UCLA

Alterations in protein stability and propensity for aggregation are hallmarks of many prevalent and costly age-related diseases, and are actively investigated in cases like Alzheimer’s and cataracts. However, as expensive clinical trials of drugs based on the native targets fail, we must reconsider what the toxic species are within these protein aggregation diseases. One hypothesis focuses on the alteration of aggregative properties by spontaneous protein modifications, which may generate more toxic polymorphs. One such age-related post-translational modification, the isomerization of aspartate residues (L-isoaspartate, L-isoAsp), is a pervasive modification where preliminary evidence for such aggregation enhancement has been obtained.
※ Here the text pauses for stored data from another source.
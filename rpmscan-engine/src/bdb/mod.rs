//! Read-only Berkeley DB Hash access
//!
//! rpm stores its package database in a Berkeley DB file using the Hash
//! access method. This module parses that on-disk format directly: the
//! metadata page (page 0), hash bucket pages, and overflow-page chains
//! for values too large to live on a bucket page.

pub mod entry;
pub mod metadata;
pub mod page;
pub mod reader;

pub use metadata::{HashMetadata, MetaFlags};
pub use page::{Endian, PageHeader, PageType};
pub use reader::{HashReader, RawRecord, Records};
//! Read-only traversal of a Berkeley DB Hash database file
//!
//! `HashReader::open` validates the metadata page; `records()` walks every
//! page from 1 to the last page, yielding the key/value pairs stored on
//! hash pages in page order, then slot order. Values too large for a
//! bucket page are reassembled from their overflow chains. The ordering is
//! an artifact of the physical layout and carries no meaning for callers.

use std::fs::File;
use std::io::{self, Read, Seek, SeekFrom};
use std::path::Path;

use tracing::debug;

use crate::error::{OpenError, ReadError};
use super::entry::{parse_item, HashItem};
use super::metadata::HashMetadata;
use super::page::{slot_offsets, PageHeader, PageType};

/// Berkeley DB keeps internal bookkeeping records under the 4-byte key 0;
/// they are not packages and are filtered out of the scan.
const BOOKKEEPING_KEY: [u8; 4] = [0, 0, 0, 0];

/// Enough of page 0 to parse the hash metadata at any page size.
const META_PREFIX_LEN: usize = 512;

/// One key/value record from the database
#[derive(Debug, Clone, PartialEq, Eq)]
pub struct RawRecord {
    pub key: Vec<u8>,
    pub value: Vec<u8>,
}

/// Read-only handle on a Hash database file
pub struct HashReader {
    file: File,
    meta: HashMetadata,
    page_size: usize,
}

impl HashReader {
    /// Open a database file and validate its metadata page.
    pub fn open(path: impl AsRef<Path>) -> Result<Self, OpenError> {
        let path = path.as_ref();
        let mut file = File::open(path).map_err(|e| match e.kind() {
            io::ErrorKind::NotFound => OpenError::NotFound(path.to_path_buf()),
            io::ErrorKind::PermissionDenied => OpenError::PermissionDenied(path.to_path_buf()),
            _ => OpenError::Io(e),
        })?;

        let mut prefix = [0u8; META_PREFIX_LEN];
        file.read_exact(&mut prefix)?;
        let meta = HashMetadata::from_bytes(&prefix)?;

        debug!(
            page_size = meta.page_size,
            last_page = meta.last_page_no,
            num_keys = meta.num_keys,
            "opened hash database"
        );

        Ok(HashReader {
            file,
            page_size: meta.page_size as usize,
            meta,
        })
    }

    /// The parsed metadata page.
    pub fn metadata(&self) -> &HashMetadata {
        &self.meta
    }

    /// Scan all records in physical page order. The returned sequence is
    /// fused: after the first error it yields nothing further.
    pub fn records(&mut self) -> Records<'_> {
        Records {
            reader: self,
            next_page: 1,
            current: None,
            done: false,
        }
    }

    fn read_page(&mut self, page_no: u32) -> Result<Vec<u8>, ReadError> {
        if page_no > self.meta.last_page_no {
            return Err(ReadError::CorruptPage {
                page_no,
                reason: "page number beyond last page",
            });
        }

        let mut buf = vec![0u8; self.page_size];
        self.file
            .seek(SeekFrom::Start(page_no as u64 * self.page_size as u64))?;
        self.file.read_exact(&mut buf).map_err(|e| {
            if e.kind() == io::ErrorKind::UnexpectedEof {
                ReadError::UnexpectedEof
            } else {
                ReadError::Io(e)
            }
        })?;
        Ok(buf)
    }

    /// Reassemble an overflow chain: concatenate each page's payload until
    /// the chain ends or `total_len` bytes have been collected.
    fn read_overflow_chain(&mut self, first_page: u32, total_len: usize) -> Result<Vec<u8>, ReadError> {
        let mut out = Vec::with_capacity(total_len);
        let mut page_no = first_page;
        let mut hops: u32 = 0;

        while page_no != 0 && out.len() < total_len {
            // A chain cannot be longer than the database itself.
            if hops > self.meta.last_page_no {
                return Err(ReadError::CorruptPage {
                    page_no,
                    reason: "overflow chain loops",
                });
            }
            hops += 1;

            let page = self.read_page(page_no)?;
            let header = PageHeader::from_bytes(&page, self.meta.endian).map_err(|_| {
                ReadError::CorruptPage {
                    page_no,
                    reason: "short page header",
                }
            })?;
            if header.page_type != PageType::Overflow {
                return Err(ReadError::CorruptPage {
                    page_no,
                    reason: "expected overflow page",
                });
            }

            let payload_len = header.free_area_offset as usize;
            if PageHeader::SIZE + payload_len > self.page_size {
                return Err(ReadError::CorruptPage {
                    page_no,
                    reason: "overflow payload exceeds page",
                });
            }
            out.extend_from_slice(&page[PageHeader::SIZE..PageHeader::SIZE + payload_len]);
            page_no = header.next_page;
        }

        if out.len() != total_len {
            return Err(ReadError::ShortOverflow {
                expected: total_len,
                got: out.len(),
            });
        }
        Ok(out)
    }

    /// Materialize the record at a slot, following its overflow chain if
    /// the record is stored offpage.
    fn read_item(
        &mut self,
        page: &[u8],
        page_no: u32,
        offsets: &[u16],
        index: usize,
        free_area_offset: u16,
    ) -> Result<Vec<u8>, ReadError> {
        match parse_item(page, offsets, index, free_area_offset, self.meta.endian) {
            Ok(HashItem::Inline(data)) => Ok(data.to_vec()),
            Ok(HashItem::OffPage(entry)) => {
                self.read_overflow_chain(entry.page_no, entry.length as usize)
            }
            Err(reason) => Err(ReadError::CorruptPage { page_no, reason }),
        }
    }
}

struct PageCursor {
    page: Vec<u8>,
    page_no: u32,
    offsets: Vec<u16>,
    free_area_offset: u16,
    next_pair: usize,
}

/// Lazy record sequence over a `HashReader`
pub struct Records<'a> {
    reader: &'a mut HashReader,
    next_page: u32,
    current: Option<PageCursor>,
    done: bool,
}

impl Iterator for Records<'_> {
    type Item = Result<RawRecord, ReadError>;

    fn next(&mut self) -> Option<Self::Item> {
        if self.done {
            return None;
        }
        let Records {
            reader,
            next_page,
            current,
            done,
        } = self;

        loop {
            // Drain the key/value pairs of the current page first.
            if let Some(cur) = current.as_mut() {
                while cur.next_pair * 2 + 1 < cur.offsets.len() {
                    let key_index = cur.next_pair * 2;
                    cur.next_pair += 1;

                    let key = match reader.read_item(
                        &cur.page,
                        cur.page_no,
                        &cur.offsets,
                        key_index,
                        cur.free_area_offset,
                    ) {
                        Ok(key) => key,
                        Err(e) => {
                            *done = true;
                            return Some(Err(e));
                        }
                    };
                    if key == BOOKKEEPING_KEY {
                        debug!(page = cur.page_no, "skipping bookkeeping record");
                        continue;
                    }

                    let value = match reader.read_item(
                        &cur.page,
                        cur.page_no,
                        &cur.offsets,
                        key_index + 1,
                        cur.free_area_offset,
                    ) {
                        Ok(value) => value,
                        Err(e) => {
                            *done = true;
                            return Some(Err(e));
                        }
                    };
                    return Some(Ok(RawRecord { key, value }));
                }
                *current = None;
            }

            // Advance to the next page that carries hash entries.
            if *next_page > reader.meta.last_page_no {
                *done = true;
                return None;
            }
            let page_no = *next_page;
            *next_page += 1;

            let page = match reader.read_page(page_no) {
                Ok(page) => page,
                Err(e) => {
                    *done = true;
                    return Some(Err(e));
                }
            };
            let header = match PageHeader::from_bytes(&page, reader.meta.endian) {
                Ok(header) => header,
                Err(_) => {
                    *done = true;
                    return Some(Err(ReadError::CorruptPage {
                        page_no,
                        reason: "short page header",
                    }));
                }
            };

            // Overflow pages are only reached through offpage records;
            // anything else that is not a hash page is skipped.
            if !header.page_type.holds_hash_entries() {
                continue;
            }
            if header.num_entries % 2 != 0 {
                *done = true;
                return Some(Err(ReadError::CorruptPage {
                    page_no,
                    reason: "hash entries must come in key/value pairs",
                }));
            }

            let offsets = match slot_offsets(&page, header.num_entries, reader.meta.endian) {
                Ok(offsets) => offsets,
                Err(_) => {
                    *done = true;
                    return Some(Err(ReadError::CorruptPage {
                        page_no,
                        reason: "slot table exceeds page",
                    }));
                }
            };

            *current = Some(PageCursor {
                page,
                page_no,
                offsets,
                free_area_offset: header.free_area_offset,
                next_pair: 0,
            });
        }
    }
}
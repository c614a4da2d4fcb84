//! Hash page records
//!
//! Each hash page carries a slot table of page-local offsets. Records are
//! stored from the end of the page backward and come in key/value pairs:
//! keys occupy even slots, values the following odd slot. The first byte
//! at a record's offset is its type: keydata records inline their bytes on
//! the page, offpage records reference an overflow chain by first page
//! number and total length.

use std::io;

use super::page::{Endian, PageHeader};

/// Inline key/data record
pub const HASH_KEYDATA: u8 = 1;
/// Duplicate set (unsupported in an rpm database)
pub const HASH_DUPLICATE: u8 = 2;
/// Record stored in an overflow chain
pub const HASH_OFFPAGE: u8 = 3;
/// Duplicate set stored offpage (unsupported in an rpm database)
pub const HASH_OFFDUP: u8 = 4;

/// Offpage record body
///
/// Layout: type (u8), 3 padding bytes, first overflow page (u32), total
/// length in bytes (u32).
#[derive(Debug, Clone, Copy, PartialEq, Eq)]
pub struct OffPageEntry {
    /// First page of the overflow chain
    pub page_no: u32,
    /// Total length of the record across the chain
    pub length: u32,
}

impl OffPageEntry {
    /// Size of an offpage record on the hash page
    pub const SIZE: usize = 12;

    /// Parse an offpage record (starting at its type byte)
    pub fn from_bytes(data: &[u8], endian: Endian) -> io::Result<Self> {
        if data.len() < Self::SIZE {
            return Err(io::Error::new(
                io::ErrorKind::UnexpectedEof,
                "offpage record too short",
            ));
        }
        Ok(OffPageEntry {
            page_no: endian.read_u32(data, 4),
            length: endian.read_u32(data, 8),
        })
    }
}

/// A record located on a hash page
#[derive(Debug)]
pub enum HashItem<'a> {
    /// Bytes stored inline on the page
    Inline(&'a [u8]),
    /// Reference to an overflow chain
    OffPage(OffPageEntry),
}

/// Compute the byte extent of slot `index` on a page.
///
/// Records grow backward from the page end, so a record runs from its own
/// offset up to the previous slot's offset (the page end for slot 0). The
/// start must not fall below the free-space boundary.
pub fn item_extent(
    offsets: &[u16],
    index: usize,
    page_size: usize,
    free_area_offset: u16,
) -> Result<(usize, usize), &'static str> {
    let start = offsets[index] as usize;
    let end = if index == 0 {
        page_size
    } else {
        offsets[index - 1] as usize
    };

    if start < PageHeader::SIZE || start < free_area_offset as usize {
        return Err("record offset below free-space boundary");
    }
    if start >= end || end > page_size {
        return Err("record extent outside page bounds");
    }
    Ok((start, end))
}

/// Parse the record at slot `index` of a hash page.
pub fn parse_item<'a>(
    page: &'a [u8],
    offsets: &[u16],
    index: usize,
    free_area_offset: u16,
    endian: Endian,
) -> Result<HashItem<'a>, &'static str> {
    let (start, end) = item_extent(offsets, index, page.len(), free_area_offset)?;

    match page[start] {
        HASH_KEYDATA => Ok(HashItem::Inline(&page[start + 1..end])),
        HASH_OFFPAGE => {
            if start + OffPageEntry::SIZE > page.len() {
                return Err("offpage record truncated");
            }
            let entry = OffPageEntry::from_bytes(&page[start..start + OffPageEntry::SIZE], endian)
                .map_err(|_| "offpage record truncated")?;
            Ok(HashItem::OffPage(entry))
        }
        HASH_DUPLICATE | HASH_OFFDUP => Err("duplicate records are not supported"),
        _ => Err("unknown hash record type"),
    }
}
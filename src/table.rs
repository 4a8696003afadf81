// src/table.rs
//! QALY scoring table: one row per topic with its priority score and keyword
//! expression.
//!
//! Two on-disk formats are accepted:
//! - CSV-like text, `topic, score, expression, reference`, first line is a header
//! - TOML, an array of `[[topics]]` tables with the same keys
//!
//! Loading is all-or-nothing: a single bad row fails the whole table, since a
//! partially loaded scorer produces silently wrong scores.

use crate::expr::ExprError;
use serde::{Deserialize, Serialize};
use std::fs;
use std::path::{Path, PathBuf};

#[derive(Debug, thiserror::Error)]
pub enum TableError {
    #[error("reading scoring table from {path}: {source}")]
    Io {
        path: PathBuf,
        #[source]
        source: std::io::Error,
    },
    #[error("line {line}: expected 4 comma-separated fields (topic, score, expression, reference), found {found}")]
    FieldCount { line: usize, found: usize },
    #[error("line {line}: score `{value}` is not a finite number")]
    BadScore { line: usize, value: String },
    #[error("line {line}: empty {field}")]
    EmptyField { line: usize, field: &'static str },
    #[error("invalid TOML scoring table: {0}")]
    Toml(#[from] toml::de::Error),
    #[error("line {line}, topic `{topic}`: {source}")]
    Expression {
        line: usize,
        topic: String,
        #[source]
        source: ExprError,
    },
    #[error("clause `{clause}` is claimed by topic `{existing}` and again by `{incoming}`")]
    ClauseCollision {
        clause: String,
        existing: String,
        incoming: String,
    },
}

/// A single table row.
#[derive(Debug, Clone, PartialEq, Serialize, Deserialize)]
pub struct TableRow {
    pub topic: String,
    pub score: f64,
    pub expression: String,
    #[serde(default)]
    pub reference: String,
    /// Source line (CSV) or 1-based entry index (TOML), for error reporting.
    #[serde(skip)]
    pub line: usize,
}

impl TableRow {
    pub fn new(topic: &str, score: f64, expression: &str) -> Self {
        Self {
            topic: topic.to_string(),
            score,
            expression: expression.to_string(),
            reference: String::new(),
            line: 0,
        }
    }

    fn validate(&self) -> Result<(), TableError> {
        if self.topic.trim().is_empty() {
            return Err(TableError::EmptyField {
                line: self.line,
                field: "topic",
            });
        }
        if self.expression.trim().is_empty() {
            return Err(TableError::EmptyField {
                line: self.line,
                field: "expression",
            });
        }
        if !self.score.is_finite() {
            return Err(TableError::BadScore {
                line: self.line,
                value: self.score.to_string(),
            });
        }
        Ok(())
    }
}

#[derive(Debug, Clone, Default, PartialEq, Serialize, Deserialize)]
pub struct ScoringTable {
    #[serde(default)]
    pub topics: Vec<TableRow>,
}

impl ScoringTable {
    /// Parse the comma-separated form. The first line is a header and is skipped.
    /// Every other line, blank ones included, must hold exactly four fields.
    pub fn from_csv_str(text: &str) -> Result<Self, TableError> {
        let mut topics = Vec::new();
        for (idx, raw) in text.lines().enumerate() {
            let line = idx + 1;
            if idx == 0 {
                continue;
            }
            let fields: Vec<&str> = raw.split(',').map(str::trim).collect();
            if fields.len() != 4 {
                return Err(TableError::FieldCount {
                    line,
                    found: fields.len(),
                });
            }
            let score = fields[1]
                .parse::<f64>()
                .ok()
                .filter(|s| s.is_finite())
                .ok_or_else(|| TableError::BadScore {
                    line,
                    value: fields[1].to_string(),
                })?;
            let row = TableRow {
                topic: fields[0].to_string(),
                score,
                expression: fields[2].to_string(),
                reference: fields[3].to_string(),
                line,
            };
            row.validate()?;
            topics.push(row);
        }
        Ok(Self { topics })
    }

    /// Parse the TOML form (`[[topics]]` entries).
    pub fn from_toml_str(text: &str) -> Result<Self, TableError> {
        let mut table: ScoringTable = toml::from_str(text)?;
        for (i, row) in table.topics.iter_mut().enumerate() {
            row.line = i + 1;
            row.topic = row.topic.trim().to_string();
            row.expression = row.expression.trim().to_string();
        }
        for row in &table.topics {
            row.validate()?;
        }
        Ok(table)
    }

    /// Read a table from disk; `.toml` files use the TOML form, anything else CSV.
    pub fn from_path(path: &Path) -> Result<Self, TableError> {
        let content = fs::read_to_string(path).map_err(|source| TableError::Io {
            path: path.to_path_buf(),
            source,
        })?;
        let is_toml = path
            .extension()
            .and_then(|s| s.to_str())
            .is_some_and(|e| e.eq_ignore_ascii_case("toml"));
        if is_toml {
            Self::from_toml_str(&content)
        } else {
            Self::from_csv_str(&content)
        }
    }

    pub fn len(&self) -> usize {
        self.topics.len()
    }

    pub fn is_empty(&self) -> bool {
        self.topics.is_empty()
    }
}

#[cfg(test)]
mod tests {
    use super::*;

    const CSV: &str = "topic,score,keywords,reference
Poverty, 5, poverty AND (global OR india), https://example.org/poverty
Climate,3.5,climate AND (change OR crisis),ref
Smoking,-1,\"tobacco use\" OR smoking,
";

    #[test]
    fn csv_skips_header() {
        let t = ScoringTable::from_csv_str(CSV).unwrap();
        assert_eq!(t.len(), 3);
        assert_eq!(t.topics[0].topic, "Poverty");
        assert_eq!(t.topics[0].score, 5.0);
        assert_eq!(t.topics[0].expression, "poverty AND (global OR india)");
        assert_eq!(t.topics[0].reference, "https://example.org/poverty");
        assert_eq!(t.topics[0].line, 2);
        assert_eq!(t.topics[2].score, -1.0);
        assert_eq!(t.topics[2].line, 4);
        assert_eq!(t.topics[2].reference, "");
    }

    #[test]
    fn csv_wrong_field_count_is_fatal() {
        let err = ScoringTable::from_csv_str("h\nPoverty,5,poverty\n").unwrap_err();
        assert!(matches!(err, TableError::FieldCount { line: 2, found: 3 }));

        let err = ScoringTable::from_csv_str("h\nA,1,a OR b,ref,extra\n").unwrap_err();
        assert!(matches!(err, TableError::FieldCount { line: 2, found: 5 }));
    }

    #[test]
    fn csv_blank_row_is_fatal() {
        let err = ScoringTable::from_csv_str("topic,score,keywords,reference\nA,1,a,r\n\nB,2,b,r\n")
            .unwrap_err();
        assert!(matches!(err, TableError::FieldCount { line: 3, found: 1 }));

        let err = ScoringTable::from_csv_str("h\nA,1,a,r\n   \n").unwrap_err();
        assert!(matches!(err, TableError::FieldCount { line: 3, found: 1 }));

        // The final newline does not produce an extra row.
        let t = ScoringTable::from_csv_str("h\nA,1,a,r\nB,2,b,r\n").unwrap();
        assert_eq!(t.len(), 2);
    }

    #[test]
    fn csv_bad_score_is_fatal() {
        let err = ScoringTable::from_csv_str("h\nA,high,a,r\n").unwrap_err();
        assert!(matches!(err, TableError::BadScore { line: 2, .. }));
        let err = ScoringTable::from_csv_str("h\nA,NaN,a,r\n").unwrap_err();
        assert!(matches!(err, TableError::BadScore { .. }));
    }

    #[test]
    fn csv_empty_expression_is_fatal() {
        let err = ScoringTable::from_csv_str("h\nA,1, ,r\n").unwrap_err();
        assert!(matches!(
            err,
            TableError::EmptyField {
                line: 2,
                field: "expression"
            }
        ));
    }

    #[test]
    fn toml_form() {
        let t = ScoringTable::from_toml_str(
            r#"
[[topics]]
topic = "Poverty"
score = 5
expression = 'poverty AND "low income"'
reference = "GBD 2019"

[[topics]]
topic = " Climate "
score = 2.5
expression = "climate"
"#,
        )
        .unwrap();
        assert_eq!(t.len(), 2);
        assert_eq!(t.topics[0].expression, r#"poverty AND "low income""#);
        assert_eq!(t.topics[1].topic, "Climate");
        assert_eq!(t.topics[1].line, 2);
        assert!(t.topics[1].reference.is_empty());
    }
}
The primary goal of this thesis has been to characterize how this form of protein damage is linked to aggregation of proteins associated with specific aging diseases, as well as how this modification is maintained in the functioning cell. In the context of the water-soluble extracts of aging mammalian lens, this work has shown that L-isoAsp accumulates to high levels, primarily within aggregated low molecular weight species. In vitro experiments based on our localization of L-isoAsp in the lens revealed that introduction of the L-isoAsp modification in a water-soluble derived peptide was accompanied by decreased aggregative properties, while the opposite result was observed for a water-insoluble derived peptide. In further experiments with segments of the Alzheimer’s disease-associated amyloid-β (Aβ) peptide it was demonstrated that the rate of Aβ fibril formation is greatly accelerated with an isoaspartyl residue in agreement with earlier literature. Structural studies revealed the L-isoAsp residue facilitates the formation of a novel protofilament interface, which may represent a distinct polymorph of the full-length Aβ peptide. Here we also begin the characterization of a novel L-isoAsp maintenance pathway distinct from the canonical L-isoAsp repair enzyme – the protein-L-isoaspartyl (D-aspartyl) O-methyltransferase or protein carboxyl methyltransferase (PCMT1) - through the protein carboxyl domain-containing proteins (PCMTDs). We have shown that these proteins assemble with cullin-RING ligase proteins and lower detectable levels of L-isoAsp in vitro. From this work, it is clear that L-isoAsp residues have significant consequences in protein aggregation diseases, and are attenuated in cells through multiple pathways.